Each day 3 or 4 gray squirrels visit the feeders, hanging out peacefully together. The gray gathers a sunflower seed in its paws and quietly opens and eats the seed. This is unlike the solitary red squirrel that darts in after attempting to scatter the grays, collects one seed, then scampers back to its hideout in the back woods. Red squirrels are feisty and like their territory all to themselves. Even the males and females don't like each other, except one or two days a year when they mate.Red squirrels cache or store large numbers of pine and hemlock cones in one place. They also have favorite eating spots, usually a tree stump or low branch. Over time, a large pile (known as a midden) of spent cones and scales accumulates below the dining area. In contrast, the gray squirrel stores one nut at a time (acorns being a favorite). In winter they go about digging up the solitary nuts, apparently remembering where they buried most of them. Those they miss will sprout and mature to produce their own crop of acorns.

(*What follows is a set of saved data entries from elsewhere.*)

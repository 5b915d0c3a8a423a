use std::sync::Arc;

use serde::{ Serialize, Deserialize };
use rand::Rng;

use crate::vector::{ Vector3, Vector4 };
use crate::object::{ Object, Material };
use crate::light::{ Light, PointLight };
use crate::color::Color;
use crate::camera::Camera;
use crate::error::{ RenderError, RenderResult };

/// A scene: objects, lights and the active camera.
///
/// Objects and lights are kept in insertion order. When two objects are hit
/// at exactly the same distance, the later one in insertion order wins the
/// shading; otherwise the nearest hit always wins.
pub struct Scene {
    pub objects: Vec<Object>,
    pub lights: Vec<Light>,
    pub camera: Arc<Camera>,
}

impl Scene {
    pub fn new(camera: Arc<Camera>) -> Scene {
        Scene {
            objects: Vec::new(),
            lights: Vec::new(),
            camera,
        }
    }

    /// Traces the camera ray through raster pixel `(x, y)`.
    ///
    /// Every object is tested against a single ray whose `t_max` narrows as
    /// closer hits are found, so each test compares against the current
    /// global minimum. The object owning the minimal hit distance is
    /// retained explicitly and shaded after the full loop; with no hit the
    /// pixel is black.
    ///
    /// All lights contribute additively to the final color.
    pub fn trace(&self, x: u32, y: u32) -> Color {
        let mut ray = self.camera.raster_to_ray(x, y);

        let mut nearest: Option<&Object> = None;
        for object in self.objects.iter() {
            if let Some(t) = object.intersect(&ray) {
                ray.clamp_max(t);
                nearest = Some(object);
            }
        }

        let object = match nearest {
            Some(object) => object,
            None => return Color::black(),
        };

        let mut color = Color::black();
        for light in self.lights.iter() {
            color += light.compute(object, &ray);
        }

        color
    }

    /// The built-in demonstration scene: four spheres under a single white
    /// point light.
    pub fn demo(camera: Arc<Camera>) -> Scene {
        let mut scene = Scene::new(camera);

        scene.objects.push(
            Object::sphere(Vector3::new(0.0, 0.0, -10.0), 2.5)
                .with_color(Color::rgb(0.9, 0.3, 0.3)));
        scene.objects.push(
            Object::sphere(Vector3::new(4.0, 0.0, -12.0), 1.5)
                .with_color(Color::rgb(0.3, 0.9, 0.3)));
        scene.objects.push(
            Object::sphere(Vector3::new(-4.0, 2.0, -10.0), 2.0)
                .with_color(Color::rgb(0.3, 0.3, 0.9)));
        scene.objects.push(
            Object::sphere(Vector3::new(0.0, 6.0, -10.0), 3.0)
                .with_color(Color::rgb(0.9, 0.9, 0.3)));

        scene.lights.push(Light::Point(
            PointLight::white(Vector3::new(0.0, 4.0, 0.0), 50.0)));

        scene
    }

    /// Generates a random scene from an injectable generator.
    ///
    /// Scene construction is deterministic for a given generator state, so a
    /// seeded run is reproducible bit-for-bit.
    pub fn random<R: Rng>(camera: Arc<Camera>, rng: &mut R,
        object_count: usize) -> Scene {
        let mut scene = Scene::new(camera);

        for _ in 0..object_count {
            let center = Vector3::new(
                rng.gen_range(-8.0..8.0),
                rng.gen_range(-5.0..5.0),
                rng.gen_range(-18.0..-6.0),
            );
            let color = Color::rgb(
                rng.gen_range(0.2..1.0),
                rng.gen_range(0.2..1.0),
                rng.gen_range(0.2..1.0),
            );

            if rng.gen_bool(0.75) {
                let radius = rng.gen_range(0.5..2.5);
                scene.objects.push(
                    Object::sphere(center, radius).with_color(color));
            } else {
                let half = Vector3::new(
                    rng.gen_range(0.5..1.5),
                    rng.gen_range(0.5..1.5),
                    rng.gen_range(0.5..1.5),
                );
                scene.objects.push(
                    Object::box3(center - half, center + half)
                        .with_color(color));
            }
        }

        let light_position = Vector3::new(
            rng.gen_range(-5.0..5.0),
            rng.gen_range(2.0..8.0),
            rng.gen_range(-4.0..4.0),
        );
        scene.lights.push(Light::Point(
            PointLight::white(light_position, 60.0)));

        scene
    }

    /// Builds a scene from a parsed description.
    pub fn from_description(desc: SceneDescription)
        -> RenderResult<(Scene, Arc<Camera>)> {
        let camera = Arc::new(Camera::new(
            desc.camera.width,
            desc.camera.height,
            desc.camera.fov_degrees,
        ));

        let mut scene = Scene::new(Arc::clone(&camera));

        for object_desc in desc.objects.into_iter() {
            scene.objects.push(object_desc.build()?);
        }

        for light_desc in desc.lights.into_iter() {
            scene.lights.push(light_desc.build()?);
        }

        Ok((scene, camera))
    }
}

/// A serializable scene description.
///
/// The value-object form of a scene: a front end reads one of these from a
/// JSON file instead of hardcoding shapes in code.
#[derive(Serialize, Deserialize)]
pub struct SceneDescription {
    pub camera: CameraDescription,
    pub objects: Vec<ObjectDescription>,
    pub lights: Vec<LightDescription>,
}

impl SceneDescription {
    pub fn from_json(json: &str) -> RenderResult<SceneDescription> {
        serde_json::from_str(json)
            .map_err(|e| RenderError::SceneDescription(e.to_string()))
    }
}

#[derive(Serialize, Deserialize)]
pub struct CameraDescription {
    pub width: u32,
    pub height: u32,
    pub fov_degrees: f64,
}

#[derive(Clone, Serialize, Deserialize)]
pub struct ObjectDescription {
    ty: String,

    /// Sphere parameters.
    center: Option<Vec<f64>>,
    radius: Option<f64>,

    /// Box parameters.
    min: Option<Vec<f64>>,
    max: Option<Vec<f64>>,

    color: Vec<f64>,
    material: Option<MaterialDescription>,
}

#[derive(Copy, Clone, Serialize, Deserialize)]
pub struct MaterialDescription {
    ambient: [f64; 4],
    diffuse: [f64; 4],
    specular: [f64; 4],
}

#[derive(Clone, Serialize, Deserialize)]
pub struct LightDescription {
    ty: String,
    position: Vec<f64>,
    attenuation: Vec<f64>,
    range: f64,
    ambient: [f64; 4],
    diffuse: [f64; 4],
    specular: [f64; 4],
}

fn vec3(components: &[f64], what: &str) -> RenderResult<Vector3> {
    if components.len() != 3 {
        return Err(RenderError::SceneDescription(format!(
            "{} needs 3 components, found {}", what, components.len())));
    }

    Ok(Vector3::new(components[0], components[1], components[2]))
}

impl ObjectDescription {
    fn build(self) -> RenderResult<Object> {
        let mut object = match self.ty.as_str() {
            "sphere" => {
                let center = self.center.as_ref().ok_or_else(||
                    RenderError::SceneDescription(
                        "sphere is missing its center".into()))?;
                let radius = self.radius.ok_or_else(||
                    RenderError::SceneDescription(
                        "sphere is missing its radius".into()))?;

                Object::sphere(vec3(center, "sphere center")?, radius)
            },

            "box" => {
                let min = self.min.as_ref().ok_or_else(||
                    RenderError::SceneDescription(
                        "box is missing its min corner".into()))?;
                let max = self.max.as_ref().ok_or_else(||
                    RenderError::SceneDescription(
                        "box is missing its max corner".into()))?;

                Object::box3(vec3(min, "box min")?, vec3(max, "box max")?)
            },

            other => return Err(RenderError::SceneDescription(format!(
                "unrecognized object type: {}", other))),
        };

        object = object.with_color(Color::from(Vector4::new(
            *self.color.get(0).unwrap_or(&1.0),
            *self.color.get(1).unwrap_or(&1.0),
            *self.color.get(2).unwrap_or(&1.0),
            0.0,
        )));

        if let Some(material) = self.material {
            object = object.with_material(Material {
                ambient: array4(&material.ambient),
                diffuse: array4(&material.diffuse),
                specular: array4(&material.specular),
            });
        }

        Ok(object)
    }
}

impl LightDescription {
    fn build(self) -> RenderResult<Light> {
        match self.ty.as_str() {
            "point" => Ok(Light::Point(PointLight::new(
                vec3(&self.position, "light position")?,
                vec3(&self.attenuation, "light attenuation")?,
                self.range,
                array4(&self.ambient),
                array4(&self.diffuse),
                array4(&self.specular),
            ))),

            other => Err(RenderError::SceneDescription(format!(
                "unrecognized light type: {}", other))),
        }
    }
}

fn array4(components: &[f64; 4]) -> Vector4 {
    Vector4::new(components[0], components[1], components[2], components[3])
}

/* Tests */

#[cfg(test)]
mod scene_tests {
    use super::*;

    fn test_camera() -> Arc<Camera> {
        Arc::new(Camera::new(100, 100, 60.0))
    }

    fn center_light() -> Light {
        Light::Point(PointLight::white(Vector3::new(0.0, 0.0, 0.0), 100.0))
    }

    #[test]
    fn trace_miss_is_black() {
        let mut scene = Scene::new(test_camera());
        scene.lights.push(center_light());

        // No objects at all.
        assert_eq!(scene.trace(50, 50), Color::black());
    }

    #[test]
    fn trace_shades_nearest_object_regardless_of_order() {
        let near = Object::sphere(Vector3::new(0.0, 0.0, -5.0), 1.0)
            .with_color(Color::rgb(1.0, 0.0, 0.0));
        let far = Object::sphere(Vector3::new(0.0, 0.0, -12.0), 1.0)
            .with_color(Color::rgb(0.0, 1.0, 0.0));

        // Near object inserted first.
        let mut a = Scene::new(test_camera());
        a.lights.push(center_light());
        a.objects.push(near);
        a.objects.push(far);

        // Near object inserted last.
        let mut b = Scene::new(test_camera());
        b.lights.push(center_light());
        b.objects.push(far);
        b.objects.push(near);

        // Only the near object, as the reference result.
        let mut reference = Scene::new(test_camera());
        reference.lights.push(center_light());
        reference.objects.push(near);

        let expected = reference.trace(50, 50);
        assert_ne!(expected, Color::black());
        assert_eq!(a.trace(50, 50), expected);
        assert_eq!(b.trace(50, 50), expected);
    }

    #[test]
    fn enclosing_box_does_not_steal_shading() {
        let sphere = Object::sphere(Vector3::new(0.0, 0.0, -5.0), 1.5)
            .with_color(Color::rgb(1.0, 0.0, 0.0));
        // A room-sized box surrounding both the camera and the sphere; its
        // exit plane is far behind the sphere hit.
        let room = Object::box3(
            Vector3::new(-50.0, -50.0, -100.0),
            Vector3::new(50.0, 50.0, 50.0),
        ).with_color(Color::rgb(0.0, 1.0, 0.0));

        let mut scene = Scene::new(test_camera());
        scene.lights.push(center_light());
        scene.objects.push(sphere);
        scene.objects.push(room);

        let mut reference = Scene::new(test_camera());
        reference.lights.push(center_light());
        reference.objects.push(sphere);

        let expected = reference.trace(50, 50);
        assert_ne!(expected, Color::black());
        assert_eq!(scene.trace(50, 50), expected);
    }

    #[test]
    fn trace_accumulates_lights_additively() {
        let sphere = Object::sphere(Vector3::new(0.0, 0.0, -5.0), 1.0);

        let mut one = Scene::new(test_camera());
        one.objects.push(sphere);
        one.lights.push(center_light());

        let mut two = Scene::new(test_camera());
        two.objects.push(sphere);
        two.lights.push(center_light());
        two.lights.push(center_light());

        let single = one.trace(50, 50);
        let double = two.trace(50, 50);

        assert_eq!(double, single + single);
    }

    #[test]
    fn trace_without_lights_is_black_on_hit() {
        let mut scene = Scene::new(test_camera());
        scene.objects.push(
            Object::sphere(Vector3::new(0.0, 0.0, -5.0), 1.0));

        assert_eq!(scene.trace(50, 50), Color::black());
    }

    #[test]
    fn demo_scene_has_expected_contents() {
        let scene = Scene::demo(test_camera());

        assert_eq!(scene.objects.len(), 4);
        assert_eq!(scene.lights.len(), 1);
    }

    #[test]
    fn random_scene_is_deterministic_per_seed() {
        use rand::SeedableRng;
        use rand_xoshiro::SplitMix64;

        let mut rng_a = SplitMix64::seed_from_u64(42);
        let mut rng_b = SplitMix64::seed_from_u64(42);

        let a = Scene::random(test_camera(), &mut rng_a, 8);
        let b = Scene::random(test_camera(), &mut rng_b, 8);

        assert_eq!(a.objects, b.objects);
        assert_eq!(a.lights, b.lights);
    }

    #[test]
    fn scene_description_from_json() {
        let json = r#"{
            "camera": { "width": 64, "height": 48, "fov_degrees": 60.0 },
            "objects": [
                {
                    "ty": "sphere",
                    "center": [0.0, 0.0, -10.0],
                    "radius": 2.5,
                    "color": [0.9, 0.3, 0.3]
                },
                {
                    "ty": "box",
                    "min": [-1.0, -1.0, -6.0],
                    "max": [1.0, 1.0, -4.0],
                    "color": [0.3, 0.9, 0.3]
                }
            ],
            "lights": [
                {
                    "ty": "point",
                    "position": [0.0, 4.0, 0.0],
                    "attenuation": [1.0, 0.05, 0.0],
                    "range": 50.0,
                    "ambient": [0.2, 0.2, 0.2, 1.0],
                    "diffuse": [1.0, 1.0, 1.0, 1.0],
                    "specular": [1.0, 1.0, 1.0, 1.0]
                }
            ]
        }"#;

        let desc = SceneDescription::from_json(json).unwrap();
        let (scene, camera) = Scene::from_description(desc).unwrap();

        assert_eq!(camera.width(), 64);
        assert_eq!(scene.objects.len(), 2);
        assert_eq!(scene.lights.len(), 1);
    }

    #[test]
    fn scene_description_rejects_unknown_type() {
        let json = r#"{
            "camera": { "width": 64, "height": 48, "fov_degrees": 60.0 },
            "objects": [
                { "ty": "torus", "color": [1.0, 1.0, 1.0] }
            ],
            "lights": []
        }"#;

        let desc = SceneDescription::from_json(json).unwrap();
        assert!(Scene::from_description(desc).is_err());
    }

    #[test]
    fn scene_description_rejects_bad_json() {
        assert!(SceneDescription::from_json("not json").is_err());
    }
}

Red squirrels often chatter and scold from their dining perch or a higher branch. Gray squirrels are not nearly so chatty, not being worried about warning intruders since they are not territorial like the red squirrel. Both of these squirrels build leaf nests (with some twigs) in trees. The gray squirrel builds its nests higher up in the tree and it is a sloppy builder, whereas the red squirrel builds a tight roundish ball of leaves.

That is the beauty of these common squirrels -- their tracks, nests, and dining spots are easily spotted in winter, and their antics are easy to see, even from inside my own cozy house.